Gerador de Letras Musicais estocástico, modelado puramente com uma Cadeia de Markov. Foram consideradas 99 músicas da banda Coldplay para produzir o resultado.

A aplicação não possui elementos de inteligência artificial ou de processamento de linguagem natural, os quais melhorariam (sintática e semanticamente) a qualidade da saída produzida.

#### Importação das bibliotecas utilizadas

In [None]:
import os
from nltk.tokenize import word_tokenize
from random import choices

#### Leitura das músicas

In [None]:
FOLDER_PATH = './data/'

def read_songs():
    verses = []
    for _, _, file_names in os.walk(FOLDER_PATH):
        for file_name in file_names:
            file = open(FOLDER_PATH + file_name)
            for line in file:
                line = line.strip()
                if line != '':
                    verses.append(line)
    return verses

verses = read_songs()
print('Número de versos =', len(verses))

#### Extração das palavras

In [None]:
def clean_verses(verses):
    cleaned_verses = []
    for verse in verses:
        tokens = word_tokenize(verse)
        words = [word.lower() for word in tokens if word.isalpha()]
        cleaned_verses += words
    return cleaned_verses

words = clean_verses(verses)
print('Número de palavras =', len(words))
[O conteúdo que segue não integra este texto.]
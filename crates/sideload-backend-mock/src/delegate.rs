use std::sync::atomic::{AtomicBool, AtomicUsize, Ordering};
use std::sync::{Arc, Mutex, MutexGuard, PoisonError};

use async_trait::async_trait;
use sideload_core::install::{Certificate, InstallDelegate, InstallMessage};

/// One call the orchestrator made on the delegate.
#[derive(Debug, Clone, PartialEq)]
pub enum DelegateEvent {
    Stage(String, Option<f64>),
    Message(Option<InstallMessage>),
}

/// Delegate that records every call for later inspection.
#[derive(Clone)]
pub struct RecordingDelegate {
    events: Arc<Mutex<Vec<DelegateEvent>>>,
    allow_revocation: Arc<AtomicBool>,
    revocation_prompts: Arc<AtomicUsize>,
}

impl Default for RecordingDelegate {
    fn default() -> Self {
        Self {
            events: Arc::default(),
            allow_revocation: Arc::new(AtomicBool::new(true)),
            revocation_prompts: Arc::default(),
        }
    }
}

fn lock<T>(mutex: &Mutex<T>) -> MutexGuard<'_, T> {
    mutex.lock().unwrap_or_else(PoisonError::into_inner)
}

impl RecordingDelegate {
    pub fn new() -> Self {
        Self::default()
    }

    /// Answer revocation prompts with `allow`.
    pub fn allowing_revocation(self, allow: bool) -> Self {
        self.allow_revocation.store(allow, Ordering::SeqCst);
        self
    }

    pub fn events(&self) -> Vec<DelegateEvent> {
        lock(&self.events).clone()
    }

    /// Stage updates only, in delivery order.
    pub fn stages(&self) -> Vec<(String, Option<f64>)> {
        lock(&self.events)
            .iter()
            .filter_map(|event| match event {
                DelegateEvent::Stage(name, progress) => Some((name.clone(), *progress)),
                DelegateEvent::Message(_) => None,
            })
            .collect()
    }

    /// Distinct stage names in the order they were entered.
    pub fn stage_names(&self) -> Vec<String> {
        let mut names: Vec<String> = Vec::new();
        for (name, _) in self.stages() {
            if names.last() != Some(&name) {
                names.push(name);
            }
        }
        names
    }

    pub fn messages(&self) -> Vec<Option<InstallMessage>> {
        lock(&self.events)
            .iter()
            .filter_map(|event| match event {
                DelegateEvent::Message(message) => Some(*message),
                DelegateEvent::Stage(..) => None,
            })
            .collect()
    }

    pub fn revocation_prompts(&self) -> usize {
        self.revocation_prompts.load(Ordering::SeqCst)
    }
}

#[async_trait]
impl InstallDelegate for RecordingDelegate {
    fn set_presented_message(&self, message: Option<InstallMessage>) {
        lock(&self.events).push(DelegateEvent::Message(message));
    }

    fn on_stage_progress(&self, stage: &str, progress: Option<f64>) {
        lock(&self.events).push(DelegateEvent::Stage(stage.to_string(), progress));
    }

    async fn confirm_revocation(&self, _certificates: &[Certificate]) -> bool {
        self.revocation_prompts.fetch_add(1, Ordering::SeqCst);
        self.allow_revocation.load(Ordering::SeqCst)
    }
}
#### Criação da Cadeia de Markov

In [None]:
def create_markov_chain(words, max_grouping=1):
    markov_chain = {}

    for i in range(len(words) - (max_grouping + 1)):
        current_state = ''
        next_state = ''
        for j in range(max_grouping):
            current_state += words[i+j] + ' '
            next_state += words[i+j+max_grouping] + ' '
        current_state = current_state[:-1]
        next_state = next_state[:-1]
        if current_state not in markov_chain:
            markov_chain[current_state] = {}
            markov_chain[current_state][next_state] = 1
        else:
            if next_state in markov_chain[current_state]:
                markov_chain[current_state][next_state] += 1
            else:
                markov_chain[current_state][next_state] = 1

    for current_state, transition in markov_chain.items():
        total = sum(transition.values())
        for state, count in transition.items():
            markov_chain[current_state][state] = count / total
        
    return markov_chain

markov_chain = create_markov_chain(words)
print('Total de estados =', len(markov_chain.keys()))

#### Geração das Músicas

In [None]:
def generate_lyrics(markov_chain, max_transitions=200, start='i'):
    transitions_made = 0
    current_state = start
    next_state = None
    lyrics = current_state + ' '

    while transitions_made < max_transitions:
        next_state = choices(list(markov_chain[current_state].keys()), list(markov_chain[current_state].values()))
        current_state = next_state[0]
        lyrics += current_state + ' '
        transitions_made += 1
        if transitions_made % 10 == 0:
            lyrics += '\n\n' if transitions_made % 50 == 0 else '\n'

    return lyrics

print(generate_lyrics(markov_chain))